Se ao condenado das galés se oferecesse arrancar os grilhões levando com eles seus pés, por certo que não aceitaria embora a liberdade se lhe antolhasse risonha.
Outras não eram as condições de Eustáquio. Eis o que explicava a sua repugnância.
Esquecia-se talvez da prudência, da segurança dos seus, mas na sua vontade predominava o desejo de permanecer no seu posto, contentando-se provisoriamente com a defesa, deu-se porém um fato que fê-lo, se não tomar a posição ofensiva, ao menos dar mui enérgicas providências, impossibilitando a partida para fora de S. João do Príncipe.
Certa noite (a seguinte ao dia da tentativa de morte) dirigiu-se ele pensativo e triste ao seu quarto cuja porta abria-se para o corredor central da habitação.
No seu crânio se acumulavam atropeladamente legiões indisciplinadas de pensamentos e enquanto tentava organizá-las uma pequena cabeçada na porta lembrou-lhe a realidade.

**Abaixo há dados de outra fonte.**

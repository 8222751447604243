//! ICE server lists
//!
//! A fresh TURN credential set is fetched from the relay host before every
//! connection attempt. The public STUN list is appended on success and used
//! alone when the fetch fails, so connection setup never blocks on it.

use async_trait::async_trait;
use serde::{Deserialize, Serialize};
use std::time::Duration;
use tracing::{debug, warn};

/// Public STUN servers used when no TURN credentials are available
pub const FALLBACK_STUN_URLS: [&str; 5] = [
    "stun:stun.l.google.com:19302",
    "stun:stun1.l.google.com:19302",
    "stun:stun2.l.google.com:19302",
    "stun:stun3.l.google.com:19302",
    "stun:stun4.l.google.com:19302",
];

/// `urls` may be a single string or a list
#[derive(Debug, Clone, PartialEq, Eq, Serialize, Deserialize)]
#[serde(untagged)]
pub enum IceUrls {
    One(String),
    Many(Vec<String>),
}

impl IceUrls {
    pub fn to_vec(&self) -> Vec<String> {
        match self {
            IceUrls::One(url) => vec![url.clone()],
            IceUrls::Many(urls) => urls.clone(),
        }
    }
}

/// One traversal server descriptor
#[derive(Debug, Clone, PartialEq, Eq, Serialize, Deserialize)]
pub struct IceServer {
    pub urls: IceUrls,
    #[serde(default, skip_serializing_if = "Option::is_none")]
    pub username: Option<String>,
    #[serde(default, skip_serializing_if = "Option::is_none")]
    pub credential: Option<String>,
}

impl IceServer {
    pub fn stun(url: &str) -> Self {
        Self {
            urls: IceUrls::One(url.to_string()),
            username: None,
            credential: None,
        }
    }
}

pub fn fallback_ice_servers() -> Vec<IceServer> {
    FALLBACK_STUN_URLS.iter().map(|url| IceServer::stun(url)).collect()
}

/// Source of ICE servers for a new connection. Never fails; degrades to a fallback.
#[async_trait]
pub trait IceServerProvider: Send + Sync {
    async fn ice_servers(&self) -> Vec<IceServer>;
}

/// `GET https://{host}/fetch_turn_credentials`
pub struct TurnCredentialsFetcher {
    url: String,
    http: reqwest::Client,
    timeout: Duration,
}

impl TurnCredentialsFetcher {
    pub fn new(url: impl Into<String>, timeout: Duration) -> Self {
        let http = match reqwest::Client::builder().timeout(timeout).build() {
            Ok(client) => client,
            Err(e) => {
                warn!("HTTP client setup failed, using defaults: {}", e);
                reqwest::Client::new()
            }
        };
        Self {
            url: url.into(),
            http,
            timeout,
        }
    }

    async fn request(&self) -> Result<Vec<IceServer>, reqwest::Error> {
        self.http
            .get(&self.url)
            .send()
            .await?
            .error_for_status()?
            .json::<Vec<IceServer>>()
            .await
    }

    async fn fetch(&self) -> Result<Vec<IceServer>, String> {
        // bounded even when the client came up without its timeout
        match tokio::time::timeout(self.timeout, self.request()).await {
            Ok(result) => result.map_err(|e| e.to_string()),
            Err(_) => Err(format!("no answer within {:?}", self.timeout)),
        }
    }
}

#[async_trait]
impl IceServerProvider for TurnCredentialsFetcher {
    async fn ice_servers(&self) -> Vec<IceServer> {
        match self.fetch().await {
            Ok(mut servers) => {
                debug!("Fetched {} TURN servers from {}", servers.len(), self.url);
                servers.extend(fallback_ice_servers());
                servers
            }
            Err(e) => {
                warn!("TURN credential fetch failed, using public STUN: {}", e);
                fallback_ice_servers()
            }
        }
    }
}

/// Fixed list, for tests and offline use
pub struct StaticIceServers(pub Vec<IceServer>);

#[async_trait]
impl IceServerProvider for StaticIceServers {
    async fn ice_servers(&self) -> Vec<IceServer> {
        self.0.clone()
    }
}

#[cfg(test)]
mod tests {
    use super::*;

    #[test]
    fn test_parse_turn_response() {
        let json = r#"[
            {"urls": "turn:turn.example.org:3478", "username": "u", "credential": "p"},
            {"urls": ["turns:a:5349", "turn:b:3478"]}
        ]"#;
        let servers: Vec<IceServer> = serde_json::from_str(json).unwrap();
        assert_eq!(servers[0].urls.to_vec(), vec!["turn:turn.example.org:3478"]);
        assert_eq!(servers[0].username.as_deref(), Some("u"));
        assert_eq!(servers[1].urls.to_vec().len(), 2);
        assert!(servers[1].credential.is_none());
    }

    #[test]
    fn test_fallback_list() {
        let servers = fallback_ice_servers();
        assert_eq!(servers.len(), 5);
        assert_eq!(servers[0].urls.to_vec(), vec!["stun:stun.l.google.com:19302"]);
    }

    #[tokio::test]
    async fn test_silent_host_falls_back_in_time() {
        // accepts the connection, never answers
        let listener = tokio::net::TcpListener::bind("127.0.0.1:0").await.unwrap();
        let addr = listener.local_addr().unwrap();
        tokio::spawn(async move {
            let mut held = Vec::new();
            while let Ok((stream, _)) = listener.accept().await {
                held.push(stream);
            }
        });

        let fetcher = TurnCredentialsFetcher::new(
            format!("http://{}/fetch_turn_credentials", addr),
            Duration::from_millis(200),
        );
        let servers = tokio::time::timeout(Duration::from_secs(5), fetcher.ice_servers())
            .await
            .unwrap();
        assert_eq!(servers, fallback_ice_servers());
    }

    #[tokio::test]
    async fn test_unreachable_host_falls_back() {
        let fetcher = TurnCredentialsFetcher::new(
            "http://127.0.0.1:9/fetch_turn_credentials",
            Duration::from_millis(500),
        );
        assert_eq!(fetcher.ice_servers().await, fallback_ice_servers());
    }
}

Viu-se então no seu gabinete.
Apesar de simples possuía a câmara tudo o que se podia desejar por sua utilidade.
Duas janelas, das quais só uma estava aberta, delineavam-se na parede fronteira à porta.
Dessa mesma parede e de outra que a encontrava caía como um crescente uma rede, cujas franjas tremulavam ao frescor da noite, e aos pés da rede havia uma pequena mesa coberta de livros empilhados em cima da qual brilhava uma luz.
Colada a outra parede via-se uma cama coberta por uma colcha de florões coloridos mas desmaiados, leito habitual de Eustáquio, que, diferente dos outros habitantes do norte, gostava pouco de rede.
O marido de Branca assentou-se na rede do quarto a qual depois de duas oscilações ficou imóvel, ao menos tanto quanto Eustáquio, pois mergulhara-se este em uma dessas meditações insondáveis que paralisam o físico.
Sentia encher-se-lhe a boca de brados de ódio contra os seus cruéis perseguidores. Tinha lembrança de chamar em seu auxílio a polícia de Manaus, mas carecia de meios para isso. Acreditava na sua superexcitação que podia pela sua influência mandar exterminar os bandidos por todos os moradores de S. João do Príncipe, porém logo abandonava essa crença; e, encontrando alívio quando lhe vinha à memória o seu defensor desinteressado, dizia:
— Oh, homem querido, aparece! Quero te abraçar! agradecer!
Logo depois pensava na partida que o bem estar da família exigia. Rompiam-lhe dos lábios palavras que eram os coriscos da eletricidade do seu cérebro.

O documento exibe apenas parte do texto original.